WHAT TO WORK ON: Word for word, restate the lines from the start of the data down to the line with "header.set_mtime(0);", both included.

[TASK MATERIAL Boundary: Start]

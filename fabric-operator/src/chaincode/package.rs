//! Chaincode package archives.
//!
//! A package is a gzipped tar holding `code.tar.gz` (itself a gzipped tar
//! with `image.json`) and `metadata.json`. Headers carry no timestamps or
//! ownership so identical inputs give identical bytes, and therefore the same
//! package id on every peer.

use fabric_api::chaincode::ChaincodeImage;
use flate2::{Compression, GzBuilder};
use serde::Serialize;
use sha2::{Digest, Sha256};
use std::io::{self, Write};
use std::path::{Path, PathBuf};

/// Runner type understood by the peers' external builder.
pub const PACKAGE_TYPE: &str = "k8s";

#[derive(Serialize)]
struct ImageJson<'a> {
    name: &'a str,
    digest: &'a str,
}

#[derive(Serialize)]
struct MetadataJson<'a> {
    #[serde(rename = "type")]
    package_type: &'a str,
    label: &'a str,
}

fn tar_gz(entries: &[(&str, &[u8])]) -> io::Result<Vec<u8>> {
    let encoder = GzBuilder::new().mtime(0).write(Vec::new(), Compression::default());
    let mut builder = tar::Builder::new(encoder);
    builder.mode(tar::HeaderMode::Deterministic);
    for (path, data) in entries {
        let mut header = tar::Header::new_gnu();
        header.set_size(data.len() as u64);
        header.set_mode(0o644);
        header.set_mtime(0);
        header.set_uid(0);
        header.set_gid(0);
        builder.append_data(&mut header, path, *data)?;
    }
    let mut encoder = builder.into_inner()?;
    encoder.flush()?;
    encoder.finish()
}

/// Build the package bytes for `label` running `image`.
pub fn build(label: &str, image: &ChaincodeImage) -> io::Result<Vec<u8>> {
    let image_json = serde_json::to_vec(&ImageJson {
        name: &image.name,
        digest: &image.digest,
    })?;
    let code = tar_gz(&[("image.json", &image_json)])?;
    let metadata = serde_json::to_vec(&MetadataJson {
        package_type: PACKAGE_TYPE,
        label,
    })?;
    tar_gz(&[("code.tar.gz", &code), ("metadata.json", &metadata)])
}

/// `<label>:<hex(sha256(package))>`
pub fn package_id(label: &str, package: &[u8]) -> String {
    format!("{}:{}", label, hex::encode(Sha256::digest(package)))
}

/// `<store>/<channel>/<name>/<name>-<id>-<version>.tgz`
pub fn package_path(store: &Path, channel: &str, name: &str, id: &str, version: &str) -> PathBuf {
    store
        .join(channel)
        .join(name)
        .join(format!("{}-{}-{}.tgz", name, id, version))
}

/// Write `package` to `path`, creating parent directories with mode 0755.
pub async fn write(path: &Path, package: &[u8]) -> io::Result<()> {
    if let Some(dir) = path.parent() {
        let mut builder = tokio::fs::DirBuilder::new();
        builder.recursive(true);
        #[cfg(unix)]
        builder.mode(0o755);
        builder.create(dir).await?;
    }
    tokio::fs::write(path, package).await
}

#[cfg(test)]
mod tests {
    use super::*;
    use flate2::read::GzDecoder;
    use std::io::Read;

    fn image() -> ChaincodeImage {
        ChaincodeImage {
            name: "hyperledgerk8s/go-contract".into(),
            digest: "sha256:abc".into(),
            pull_secret: String::new(),
        }
    }

    fn entries(archive: &[u8]) -> Vec<(String, Vec<u8>)> {
        let mut tar = tar::Archive::new(GzDecoder::new(archive));
        tar.entries()
            .unwrap()
            .map(|e| {
                let mut e = e.unwrap();
                let path = e.path().unwrap().to_string_lossy().into_owned();
                let mut data = Vec::new();
                e.read_to_end(&mut data).unwrap();
                (path, data)
            })
            .collect()
    }

    #[test]
    fn test_package_is_byte_identical_for_same_input() {
        let a = build("cc", &image()).unwrap();
        let b = build("cc", &image()).unwrap();
        assert_eq!(a, b);
        assert_eq!(package_id("cc", &a), package_id("cc", &b));
        assert!(package_id("cc", &a).starts_with("cc:"));
        assert_ne!(a, build("cc2", &image()).unwrap());
    }

    #[test]
    fn test_package_layout() {
        let outer = entries(&build("cc", &image()).unwrap());
        assert_eq!(outer[0].0, "code.tar.gz");
        assert_eq!(outer[1].0, "metadata.json");
        let metadata: serde_json::Value = serde_json::from_slice(&outer[1].1).unwrap();
        assert_eq!(metadata, serde_json::json!({"type": "k8s", "label": "cc"}));

        let inner = entries(&outer[0].1);
        assert_eq!(inner.len(), 1);
        assert_eq!(inner[0].0, "image.json");
        let img: serde_json::Value = serde_json::from_slice(&inner[0].1).unwrap();
        assert_eq!(img["digest"], "sha256:abc");
    }

    #[tokio::test]
    async fn test_write_creates_directories() {
        let dir = tempfile::tempdir().unwrap();
        let path = package_path(dir.path(), "ch", "mycc", "cc", "1.0");
        assert!(path.ends_with("ch/mycc/mycc-cc-1.0.tgz"));
        write(&path, b"pkg").await.unwrap();
        assert_eq!(std::fs::read(&path).unwrap(), b"pkg");
    }
}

[TASK MATERIAL Boundary: End]

ANSWER TO THIS EXERCISE:
filename fabric-operator/src/chaincode/package.rs
//! Chaincode package archives.
//!
//! A package is a gzipped tar holding `code.tar.gz` (itself a gzipped tar
//! with `image.json`) and `metadata.json`. Headers carry no timestamps or
//! ownership so identical inputs give identical bytes, and therefore the same
//! package id on every peer.

use fabric_api::chaincode::ChaincodeImage;
use flate2::{Compression, GzBuilder};
use serde::Serialize;
use sha2::{Digest, Sha256};
use std::io::{self, Write};
use std::path::{Path, PathBuf};

/// Runner type understood by the peers' external builder.
pub const PACKAGE_TYPE: &str = "k8s";

#[derive(Serialize)]
struct ImageJson<'a> {
    name: &'a str,
    digest: &'a str,
}

#[derive(Serialize)]
struct MetadataJson<'a> {
    #[serde(rename = "type")]
    package_type: &'a str,
    label: &'a str,
}

fn tar_gz(entries: &[(&str, &[u8])]) -> io::Result<Vec<u8>> {
    let encoder = GzBuilder::new().mtime(0).write(Vec::new(), Compression::default());
    let mut builder = tar::Builder::new(encoder);
    builder.mode(tar::HeaderMode::Deterministic);
    for (path, data) in entries {
        let mut header = tar::Header::new_gnu();
        header.set_size(data.len() as u64);
        header.set_mode(0o644);
        header.set_mtime(0);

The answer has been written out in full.